- EXERCISE DETAILS
What lines of the data include the string "ConfidentialResponse"? Copy them all.

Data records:
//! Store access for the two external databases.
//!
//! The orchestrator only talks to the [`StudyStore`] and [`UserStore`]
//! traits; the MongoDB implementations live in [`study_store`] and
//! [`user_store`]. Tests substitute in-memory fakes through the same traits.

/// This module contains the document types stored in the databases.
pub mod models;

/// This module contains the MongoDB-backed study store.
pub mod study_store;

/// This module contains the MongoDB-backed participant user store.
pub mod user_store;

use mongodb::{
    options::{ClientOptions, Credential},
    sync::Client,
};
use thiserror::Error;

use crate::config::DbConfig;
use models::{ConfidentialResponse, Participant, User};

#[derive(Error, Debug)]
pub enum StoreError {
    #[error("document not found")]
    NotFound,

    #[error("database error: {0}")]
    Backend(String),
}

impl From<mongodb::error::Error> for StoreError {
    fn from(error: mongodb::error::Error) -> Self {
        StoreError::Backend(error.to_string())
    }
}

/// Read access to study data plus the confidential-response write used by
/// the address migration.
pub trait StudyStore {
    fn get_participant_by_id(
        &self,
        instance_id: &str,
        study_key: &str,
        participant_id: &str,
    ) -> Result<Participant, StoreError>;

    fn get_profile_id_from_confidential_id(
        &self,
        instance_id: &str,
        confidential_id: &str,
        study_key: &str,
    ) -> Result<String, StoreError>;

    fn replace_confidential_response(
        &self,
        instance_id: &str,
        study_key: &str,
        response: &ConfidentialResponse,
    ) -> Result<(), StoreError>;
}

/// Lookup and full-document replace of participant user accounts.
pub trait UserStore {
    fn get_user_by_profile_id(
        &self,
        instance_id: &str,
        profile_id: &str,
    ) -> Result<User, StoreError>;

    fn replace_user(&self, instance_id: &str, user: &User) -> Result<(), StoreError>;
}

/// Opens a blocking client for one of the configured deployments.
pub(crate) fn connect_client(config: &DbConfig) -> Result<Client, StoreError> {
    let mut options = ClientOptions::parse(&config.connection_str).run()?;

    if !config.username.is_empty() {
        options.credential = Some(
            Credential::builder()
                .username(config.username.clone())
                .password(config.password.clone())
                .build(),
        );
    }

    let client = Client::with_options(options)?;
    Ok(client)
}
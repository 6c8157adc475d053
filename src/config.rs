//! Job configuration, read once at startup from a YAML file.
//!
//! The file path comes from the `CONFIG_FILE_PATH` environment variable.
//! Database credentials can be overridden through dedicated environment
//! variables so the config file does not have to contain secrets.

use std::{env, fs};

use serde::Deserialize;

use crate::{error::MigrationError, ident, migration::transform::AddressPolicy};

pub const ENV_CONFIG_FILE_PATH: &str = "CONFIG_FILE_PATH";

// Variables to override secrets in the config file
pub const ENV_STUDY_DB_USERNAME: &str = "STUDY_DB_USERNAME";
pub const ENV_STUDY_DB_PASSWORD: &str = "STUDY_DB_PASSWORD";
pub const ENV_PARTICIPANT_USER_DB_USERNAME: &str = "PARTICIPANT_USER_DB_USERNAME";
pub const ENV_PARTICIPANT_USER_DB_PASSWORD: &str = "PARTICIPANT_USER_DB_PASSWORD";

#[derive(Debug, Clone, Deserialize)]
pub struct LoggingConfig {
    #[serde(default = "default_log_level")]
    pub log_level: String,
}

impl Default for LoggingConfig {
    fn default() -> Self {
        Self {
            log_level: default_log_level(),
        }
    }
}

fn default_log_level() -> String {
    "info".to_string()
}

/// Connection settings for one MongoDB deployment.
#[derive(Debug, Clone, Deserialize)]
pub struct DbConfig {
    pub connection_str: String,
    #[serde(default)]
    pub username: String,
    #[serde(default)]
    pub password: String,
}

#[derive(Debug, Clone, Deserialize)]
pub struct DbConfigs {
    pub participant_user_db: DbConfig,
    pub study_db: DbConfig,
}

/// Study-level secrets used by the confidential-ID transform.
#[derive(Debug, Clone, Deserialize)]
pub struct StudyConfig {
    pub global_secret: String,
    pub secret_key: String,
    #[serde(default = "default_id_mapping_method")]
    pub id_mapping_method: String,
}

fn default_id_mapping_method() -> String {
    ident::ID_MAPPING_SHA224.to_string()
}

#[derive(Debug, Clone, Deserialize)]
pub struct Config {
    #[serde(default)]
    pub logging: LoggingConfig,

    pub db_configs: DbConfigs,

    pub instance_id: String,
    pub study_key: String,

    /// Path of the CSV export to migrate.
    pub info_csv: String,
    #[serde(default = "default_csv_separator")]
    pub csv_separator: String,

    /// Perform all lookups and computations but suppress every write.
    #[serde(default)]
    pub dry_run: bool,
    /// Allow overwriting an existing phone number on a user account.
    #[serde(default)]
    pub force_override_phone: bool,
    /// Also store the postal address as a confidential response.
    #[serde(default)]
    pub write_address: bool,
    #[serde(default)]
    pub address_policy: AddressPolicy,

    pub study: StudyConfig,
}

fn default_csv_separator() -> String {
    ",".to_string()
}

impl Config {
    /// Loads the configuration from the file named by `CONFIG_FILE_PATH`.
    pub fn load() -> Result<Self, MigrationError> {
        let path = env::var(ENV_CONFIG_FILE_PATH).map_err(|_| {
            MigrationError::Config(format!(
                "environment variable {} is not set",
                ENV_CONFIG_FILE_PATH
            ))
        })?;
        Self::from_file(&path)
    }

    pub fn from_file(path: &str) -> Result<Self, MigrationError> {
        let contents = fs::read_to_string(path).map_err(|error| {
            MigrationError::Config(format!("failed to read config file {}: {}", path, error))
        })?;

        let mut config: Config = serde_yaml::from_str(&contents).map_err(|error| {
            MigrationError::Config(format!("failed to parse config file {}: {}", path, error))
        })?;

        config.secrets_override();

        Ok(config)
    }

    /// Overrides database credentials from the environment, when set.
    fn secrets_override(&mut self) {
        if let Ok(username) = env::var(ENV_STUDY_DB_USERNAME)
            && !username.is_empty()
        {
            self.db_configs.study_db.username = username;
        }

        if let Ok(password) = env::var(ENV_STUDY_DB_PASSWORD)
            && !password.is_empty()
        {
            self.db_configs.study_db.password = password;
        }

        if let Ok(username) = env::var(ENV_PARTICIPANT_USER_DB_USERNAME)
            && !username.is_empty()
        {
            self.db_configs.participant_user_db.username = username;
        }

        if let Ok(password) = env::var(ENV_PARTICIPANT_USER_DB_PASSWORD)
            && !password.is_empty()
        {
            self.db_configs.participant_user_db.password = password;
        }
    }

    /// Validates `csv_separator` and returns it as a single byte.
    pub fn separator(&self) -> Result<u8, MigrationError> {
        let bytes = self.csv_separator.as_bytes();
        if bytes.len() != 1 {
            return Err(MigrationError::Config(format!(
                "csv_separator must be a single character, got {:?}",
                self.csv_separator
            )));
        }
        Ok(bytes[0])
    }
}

- SOLUTION TO THIS EXERCISE
use models::{ConfidentialResponse, Participant, User};
        response: &ConfidentialResponse,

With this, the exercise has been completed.